● Exercise objective
How many lines in the entries below contain the string "using"? Reply with the number only.

● Given records

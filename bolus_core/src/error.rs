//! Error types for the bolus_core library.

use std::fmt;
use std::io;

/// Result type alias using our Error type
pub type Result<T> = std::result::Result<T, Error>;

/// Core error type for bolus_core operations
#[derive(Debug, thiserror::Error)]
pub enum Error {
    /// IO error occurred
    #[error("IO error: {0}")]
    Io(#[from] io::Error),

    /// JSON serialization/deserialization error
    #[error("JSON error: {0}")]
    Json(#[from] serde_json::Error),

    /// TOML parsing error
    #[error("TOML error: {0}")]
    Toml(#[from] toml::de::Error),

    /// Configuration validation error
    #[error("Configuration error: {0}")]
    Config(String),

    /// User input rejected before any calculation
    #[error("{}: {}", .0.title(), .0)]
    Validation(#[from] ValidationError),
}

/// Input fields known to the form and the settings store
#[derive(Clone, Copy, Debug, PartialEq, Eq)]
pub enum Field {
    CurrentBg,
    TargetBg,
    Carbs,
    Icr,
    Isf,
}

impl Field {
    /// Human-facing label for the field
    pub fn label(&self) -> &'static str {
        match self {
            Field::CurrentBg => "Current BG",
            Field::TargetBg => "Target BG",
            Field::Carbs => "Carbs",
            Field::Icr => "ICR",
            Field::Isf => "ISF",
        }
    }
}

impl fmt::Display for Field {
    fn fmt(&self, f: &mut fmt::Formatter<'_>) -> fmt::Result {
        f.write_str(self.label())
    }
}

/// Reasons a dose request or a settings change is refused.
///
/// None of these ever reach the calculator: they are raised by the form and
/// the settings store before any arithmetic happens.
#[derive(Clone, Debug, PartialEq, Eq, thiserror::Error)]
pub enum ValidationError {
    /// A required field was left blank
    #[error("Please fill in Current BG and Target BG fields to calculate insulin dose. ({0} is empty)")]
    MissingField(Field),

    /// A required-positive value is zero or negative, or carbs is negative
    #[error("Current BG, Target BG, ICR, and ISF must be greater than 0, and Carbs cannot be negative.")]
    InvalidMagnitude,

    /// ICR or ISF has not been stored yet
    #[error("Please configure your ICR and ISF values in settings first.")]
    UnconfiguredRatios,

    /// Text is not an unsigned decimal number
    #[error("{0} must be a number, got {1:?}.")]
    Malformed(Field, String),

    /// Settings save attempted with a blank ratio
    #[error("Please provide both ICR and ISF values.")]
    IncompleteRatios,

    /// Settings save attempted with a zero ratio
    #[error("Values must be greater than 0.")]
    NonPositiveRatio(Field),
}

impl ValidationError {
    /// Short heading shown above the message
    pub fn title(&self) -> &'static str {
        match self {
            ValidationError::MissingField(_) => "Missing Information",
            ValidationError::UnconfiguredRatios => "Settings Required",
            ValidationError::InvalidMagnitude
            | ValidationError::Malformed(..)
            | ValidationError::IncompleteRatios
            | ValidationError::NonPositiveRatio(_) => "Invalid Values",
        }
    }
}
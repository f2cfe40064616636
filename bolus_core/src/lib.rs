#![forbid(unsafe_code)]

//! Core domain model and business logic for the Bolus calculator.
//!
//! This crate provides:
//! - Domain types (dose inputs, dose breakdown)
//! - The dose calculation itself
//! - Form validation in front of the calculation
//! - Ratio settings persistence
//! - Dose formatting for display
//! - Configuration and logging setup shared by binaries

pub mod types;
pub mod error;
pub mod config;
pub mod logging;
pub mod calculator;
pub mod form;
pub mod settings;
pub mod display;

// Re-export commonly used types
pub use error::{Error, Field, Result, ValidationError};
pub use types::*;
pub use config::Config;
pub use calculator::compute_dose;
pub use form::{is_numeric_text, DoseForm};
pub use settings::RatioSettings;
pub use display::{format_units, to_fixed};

* * *

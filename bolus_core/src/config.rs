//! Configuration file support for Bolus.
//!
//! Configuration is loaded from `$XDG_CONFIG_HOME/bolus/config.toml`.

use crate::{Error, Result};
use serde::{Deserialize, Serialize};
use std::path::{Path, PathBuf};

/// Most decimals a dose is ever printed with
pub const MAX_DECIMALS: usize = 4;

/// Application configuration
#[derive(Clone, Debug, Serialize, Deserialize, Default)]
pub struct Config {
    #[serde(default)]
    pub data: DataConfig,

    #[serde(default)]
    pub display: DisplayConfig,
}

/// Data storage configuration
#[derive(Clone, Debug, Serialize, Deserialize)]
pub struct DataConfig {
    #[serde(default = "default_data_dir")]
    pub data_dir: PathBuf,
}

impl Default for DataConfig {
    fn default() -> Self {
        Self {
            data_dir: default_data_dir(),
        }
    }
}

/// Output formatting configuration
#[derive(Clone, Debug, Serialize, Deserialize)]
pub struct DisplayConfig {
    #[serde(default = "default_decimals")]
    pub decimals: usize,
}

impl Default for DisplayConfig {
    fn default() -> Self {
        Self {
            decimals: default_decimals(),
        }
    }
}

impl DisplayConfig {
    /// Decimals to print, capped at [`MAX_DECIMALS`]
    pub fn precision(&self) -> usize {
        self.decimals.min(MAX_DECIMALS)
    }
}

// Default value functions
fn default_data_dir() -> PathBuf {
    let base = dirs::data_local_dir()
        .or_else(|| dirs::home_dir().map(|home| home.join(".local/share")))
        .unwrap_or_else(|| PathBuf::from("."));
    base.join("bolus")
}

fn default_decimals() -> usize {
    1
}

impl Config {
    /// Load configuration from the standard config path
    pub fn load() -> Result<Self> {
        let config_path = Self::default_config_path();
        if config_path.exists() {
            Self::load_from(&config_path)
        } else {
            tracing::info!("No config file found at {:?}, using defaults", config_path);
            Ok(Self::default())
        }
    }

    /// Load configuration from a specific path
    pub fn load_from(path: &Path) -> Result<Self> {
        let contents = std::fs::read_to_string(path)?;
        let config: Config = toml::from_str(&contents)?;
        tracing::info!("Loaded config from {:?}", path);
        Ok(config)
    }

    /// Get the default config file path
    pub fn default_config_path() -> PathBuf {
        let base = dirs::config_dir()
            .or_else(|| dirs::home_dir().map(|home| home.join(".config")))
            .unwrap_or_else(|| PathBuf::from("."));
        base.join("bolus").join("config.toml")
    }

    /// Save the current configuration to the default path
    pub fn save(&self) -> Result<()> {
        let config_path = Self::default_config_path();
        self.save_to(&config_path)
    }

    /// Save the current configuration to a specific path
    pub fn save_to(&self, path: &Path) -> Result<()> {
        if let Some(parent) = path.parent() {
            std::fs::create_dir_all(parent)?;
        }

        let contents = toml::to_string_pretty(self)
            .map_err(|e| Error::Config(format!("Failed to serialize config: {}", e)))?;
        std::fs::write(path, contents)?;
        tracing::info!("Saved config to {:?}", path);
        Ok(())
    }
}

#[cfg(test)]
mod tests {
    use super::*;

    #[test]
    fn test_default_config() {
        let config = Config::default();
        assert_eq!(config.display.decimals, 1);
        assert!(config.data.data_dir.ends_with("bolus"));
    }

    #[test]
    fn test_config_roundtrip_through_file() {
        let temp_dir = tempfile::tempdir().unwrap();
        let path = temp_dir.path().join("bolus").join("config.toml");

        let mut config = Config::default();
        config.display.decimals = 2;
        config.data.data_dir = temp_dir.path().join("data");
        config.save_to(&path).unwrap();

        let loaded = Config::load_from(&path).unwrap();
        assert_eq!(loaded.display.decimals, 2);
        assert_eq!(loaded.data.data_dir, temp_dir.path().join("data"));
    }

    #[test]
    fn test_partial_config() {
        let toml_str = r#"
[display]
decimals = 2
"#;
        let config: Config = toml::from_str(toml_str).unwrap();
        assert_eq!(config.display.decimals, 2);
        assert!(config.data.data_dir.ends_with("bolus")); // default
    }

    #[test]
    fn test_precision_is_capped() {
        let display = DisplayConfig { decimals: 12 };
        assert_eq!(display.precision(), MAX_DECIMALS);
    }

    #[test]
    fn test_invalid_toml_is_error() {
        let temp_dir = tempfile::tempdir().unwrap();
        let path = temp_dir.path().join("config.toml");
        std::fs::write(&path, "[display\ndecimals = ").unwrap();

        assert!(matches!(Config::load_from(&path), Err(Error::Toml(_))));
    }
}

● Result of this exercise
2